**** Entries supplied ****

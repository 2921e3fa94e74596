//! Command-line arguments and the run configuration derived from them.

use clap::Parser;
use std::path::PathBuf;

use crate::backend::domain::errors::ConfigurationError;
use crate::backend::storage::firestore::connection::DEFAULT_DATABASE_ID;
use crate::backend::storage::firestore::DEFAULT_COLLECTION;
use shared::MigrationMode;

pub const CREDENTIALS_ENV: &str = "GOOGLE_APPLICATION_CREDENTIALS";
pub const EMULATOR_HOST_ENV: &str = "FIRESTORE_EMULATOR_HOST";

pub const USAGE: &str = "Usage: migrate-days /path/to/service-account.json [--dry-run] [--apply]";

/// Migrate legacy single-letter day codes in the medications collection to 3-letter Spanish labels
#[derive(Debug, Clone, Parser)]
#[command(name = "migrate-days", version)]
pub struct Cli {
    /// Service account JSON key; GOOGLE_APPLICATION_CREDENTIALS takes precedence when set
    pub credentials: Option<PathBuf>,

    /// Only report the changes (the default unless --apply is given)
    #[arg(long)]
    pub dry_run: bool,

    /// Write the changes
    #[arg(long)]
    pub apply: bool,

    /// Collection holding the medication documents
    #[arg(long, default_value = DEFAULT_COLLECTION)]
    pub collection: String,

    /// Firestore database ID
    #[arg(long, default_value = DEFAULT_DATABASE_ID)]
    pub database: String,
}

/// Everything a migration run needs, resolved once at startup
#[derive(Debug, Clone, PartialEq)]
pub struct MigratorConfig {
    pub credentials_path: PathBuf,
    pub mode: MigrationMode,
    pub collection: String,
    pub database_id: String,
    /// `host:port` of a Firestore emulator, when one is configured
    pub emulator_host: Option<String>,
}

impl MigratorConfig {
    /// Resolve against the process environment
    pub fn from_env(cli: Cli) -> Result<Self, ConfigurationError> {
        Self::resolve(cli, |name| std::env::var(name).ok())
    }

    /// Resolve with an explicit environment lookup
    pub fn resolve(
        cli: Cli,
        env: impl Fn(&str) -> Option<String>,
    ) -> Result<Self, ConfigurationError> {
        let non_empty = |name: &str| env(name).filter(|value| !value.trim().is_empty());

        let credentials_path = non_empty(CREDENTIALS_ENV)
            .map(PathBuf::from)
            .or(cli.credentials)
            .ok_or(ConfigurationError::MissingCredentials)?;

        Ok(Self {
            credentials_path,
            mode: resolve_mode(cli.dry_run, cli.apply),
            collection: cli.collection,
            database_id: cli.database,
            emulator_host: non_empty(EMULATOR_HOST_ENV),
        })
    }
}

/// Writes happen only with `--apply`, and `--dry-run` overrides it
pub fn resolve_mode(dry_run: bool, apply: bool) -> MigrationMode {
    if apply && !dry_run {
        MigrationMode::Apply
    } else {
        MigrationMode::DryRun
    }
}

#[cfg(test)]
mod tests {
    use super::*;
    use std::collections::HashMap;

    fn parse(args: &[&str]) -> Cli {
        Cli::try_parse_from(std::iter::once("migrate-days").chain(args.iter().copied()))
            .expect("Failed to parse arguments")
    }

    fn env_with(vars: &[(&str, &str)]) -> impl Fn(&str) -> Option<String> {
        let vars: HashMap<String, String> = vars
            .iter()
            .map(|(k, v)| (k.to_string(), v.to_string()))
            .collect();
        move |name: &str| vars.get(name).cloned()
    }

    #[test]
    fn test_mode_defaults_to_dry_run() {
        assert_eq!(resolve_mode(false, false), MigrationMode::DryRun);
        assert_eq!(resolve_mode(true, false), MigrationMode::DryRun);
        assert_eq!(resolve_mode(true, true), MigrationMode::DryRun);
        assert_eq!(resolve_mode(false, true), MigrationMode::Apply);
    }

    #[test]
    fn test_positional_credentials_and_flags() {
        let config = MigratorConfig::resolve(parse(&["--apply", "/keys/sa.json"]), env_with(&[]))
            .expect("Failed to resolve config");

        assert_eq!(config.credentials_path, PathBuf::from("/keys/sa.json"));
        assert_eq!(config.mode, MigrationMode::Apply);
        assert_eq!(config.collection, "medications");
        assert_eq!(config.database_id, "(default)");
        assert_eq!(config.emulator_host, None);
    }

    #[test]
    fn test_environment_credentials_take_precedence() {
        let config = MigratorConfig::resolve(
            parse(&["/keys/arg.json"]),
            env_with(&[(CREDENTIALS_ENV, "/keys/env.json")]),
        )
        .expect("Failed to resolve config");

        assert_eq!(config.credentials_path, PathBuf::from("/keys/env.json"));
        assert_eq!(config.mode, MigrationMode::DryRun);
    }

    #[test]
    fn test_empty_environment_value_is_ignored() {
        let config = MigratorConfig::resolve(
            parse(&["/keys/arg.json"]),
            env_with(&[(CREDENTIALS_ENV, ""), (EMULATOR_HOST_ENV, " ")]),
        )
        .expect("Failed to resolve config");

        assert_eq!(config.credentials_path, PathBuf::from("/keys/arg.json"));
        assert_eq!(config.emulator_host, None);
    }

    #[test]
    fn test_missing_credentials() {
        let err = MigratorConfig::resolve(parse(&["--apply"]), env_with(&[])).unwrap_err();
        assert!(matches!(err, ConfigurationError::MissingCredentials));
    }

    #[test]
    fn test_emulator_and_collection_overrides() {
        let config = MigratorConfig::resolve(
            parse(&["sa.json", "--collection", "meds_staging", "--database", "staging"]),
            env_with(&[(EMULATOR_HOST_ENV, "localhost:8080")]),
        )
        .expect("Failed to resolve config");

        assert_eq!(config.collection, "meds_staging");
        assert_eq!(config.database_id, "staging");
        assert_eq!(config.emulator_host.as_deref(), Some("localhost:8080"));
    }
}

****

- [Work instructions]: I would like you to return every entry exactly, with nothing changed.

- [Solution to the exercise]:
repository 2921e3fa94e74596
//! Command-line arguments and the run configuration derived from them.

use clap::Parser;
use std::path::PathBuf;

use crate::backend::domain::errors::ConfigurationError;
use crate::backend::storage::firestore::connection::DEFAULT_DATABASE_ID;
use crate::backend::storage::firestore::DEFAULT_COLLECTION;
use shared::MigrationMode;

pub const CREDENTIALS_ENV: &str = "GOOGLE_APPLICATION_CREDENTIALS";
pub const EMULATOR_HOST_ENV: &str = "FIRESTORE_EMULATOR_HOST";

pub const USAGE: &str = "Usage: migrate-days /path/to/service-account.json [--dry-run] [--apply]";

/// Migrate legacy single-letter day codes in the medications collection to 3-letter Spanish labels
#[derive(Debug, Clone, Parser)]
#[command(name = "migrate-days", version)]
pub struct Cli {
    /// Service account JSON key; GOOGLE_APPLICATION_CREDENTIALS takes precedence when set
    pub credentials: Option<PathBuf>,

    /// Only report the changes (the default unless --apply is given)
    #[arg(long)]
    pub dry_run: bool,

    /// Write the changes
    #[arg(long)]
    pub apply: bool,

    /// Collection holding the medication documents
    #[arg(long, default_value = DEFAULT_COLLECTION)]
    pub collection: String,

    /// Firestore database ID
    #[arg(long, default_value = DEFAULT_DATABASE_ID)]
    pub database: String,
}

/// Everything a migration run needs, resolved once at startup
#[derive(Debug, Clone, PartialEq)]
pub struct MigratorConfig {
    pub credentials_path: PathBuf,
    pub mode: MigrationMode,
    pub collection: String,
    pub database_id: String,
    /// `host:port` of a Firestore emulator, when one is configured
    pub emulator_host: Option<String>,
}

impl MigratorConfig {
    /// Resolve against the process environment
    pub fn from_env(cli: Cli) -> Result<Self, ConfigurationError> {
        Self::resolve(cli, |name| std::env::var(name).ok())
    }

    /// Resolve with an explicit environment lookup
    pub fn resolve(
        cli: Cli,
        env: impl Fn(&str) -> Option<String>,
    ) -> Result<Self, ConfigurationError> {
        let non_empty = |name: &str| env(name).filter(|value| !value.trim().is_empty());

        let credentials_path = non_empty(CREDENTIALS_ENV)
            .map(PathBuf::from)
            .or(cli.credentials)
            .ok_or(ConfigurationError::MissingCredentials)?;

        Ok(Self {
            credentials_path,
            mode: resolve_mode(cli.dry_run, cli.apply),
            collection: cli.collection,
            database_id: cli.database,
            emulator_host: non_empty(EMULATOR_HOST_ENV),
        })
    }
}

/// Writes happen only with `--apply`, and `--dry-run` overrides it
pub fn resolve_mode(dry_run: bool, apply: bool) -> MigrationMode {
    if apply && !dry_run {
        MigrationMode::Apply
    } else {
        MigrationMode::DryRun
    }
}

#[cfg(test)]
mod tests {
    use super::*;
    use std::collections::HashMap;

    fn parse(args: &[&str]) -> Cli {
        Cli::try_parse_from(std::iter::once("migrate-days").chain(args.iter().copied()))
            .expect("Failed to parse arguments")
    }

    fn env_with(vars: &[(&str, &str)]) -> impl Fn(&str) -> Option<String> {
        let vars: HashMap<String, String> = vars
            .iter()
            .map(|(k, v)| (k.to_string(), v.to_string()))
            .collect();
        move |name: &str| vars.get(name).cloned()
    }

    #[test]
    fn test_mode_defaults_to_dry_run() {
        assert_eq!(resolve_mode(false, false), MigrationMode::DryRun);
        assert_eq!(resolve_mode(true, false), MigrationMode::DryRun);
        assert_eq!(resolve_mode(true, true), MigrationMode::DryRun);
        assert_eq!(resolve_mode(false, true), MigrationMode::Apply);
    }

    #[test]
    fn test_positional_credentials_and_flags() {
        let config = MigratorConfig::resolve(parse(&["--apply", "/keys/sa.json"]), env_with(&[]))
            .expect("Failed to resolve config");

        assert_eq!(config.credentials_path, PathBuf::from("/keys/sa.json"));
        assert_eq!(config.mode, MigrationMode::Apply);
        assert_eq!(config.collection, "medications");
        assert_eq!(config.database_id, "(default)");
        assert_eq!(config.emulator_host, None);
    }

    #[test]
    fn test_environment_credentials_take_precedence() {
        let config = MigratorConfig::resolve(
            parse(&["/keys/arg.json"]),
            env_with(&[(CREDENTIALS_ENV, "/keys/env.json")]),
        )
        .expect("Failed to resolve config");

        assert_eq!(config.credentials_path, PathBuf::from("/keys/env.json"));
        assert_eq!(config.mode, MigrationMode::DryRun);
    }

    #[test]
    fn test_empty_environment_value_is_ignored() {
        let config = MigratorConfig::resolve(
            parse(&["/keys/arg.json"]),
            env_with(&[(CREDENTIALS_ENV, ""), (EMULATOR_HOST_ENV, " ")]),
        )
        .expect("Failed to resolve config");

        assert_eq!(config.credentials_path, PathBuf::from("/keys/arg.json"));
        assert_eq!(config.emulator_host, None);
    }

    #[test]
    fn test_missing_credentials() {
        let err = MigratorConfig::resolve(parse(&["--apply"]), env_with(&[])).unwrap_err();
        assert!(matches!(err, ConfigurationError::MissingCredentials));
    }

    #[test]
    fn test_emulator_and_collection_overrides() {
        let config = MigratorConfig::resolve(
            parse(&["sa.json", "--collection", "meds_staging", "--database", "staging"]),
            env_with(&[(EMULATOR_HOST_ENV, "localhost:8080")]),
        )
        .expect("Failed to resolve config");

        assert_eq!(config.collection, "meds_staging");
        assert_eq!(config.database_id, "staging");
        assert_eq!(config.emulator_host.as_deref(), Some("localhost:8080"));
    }
}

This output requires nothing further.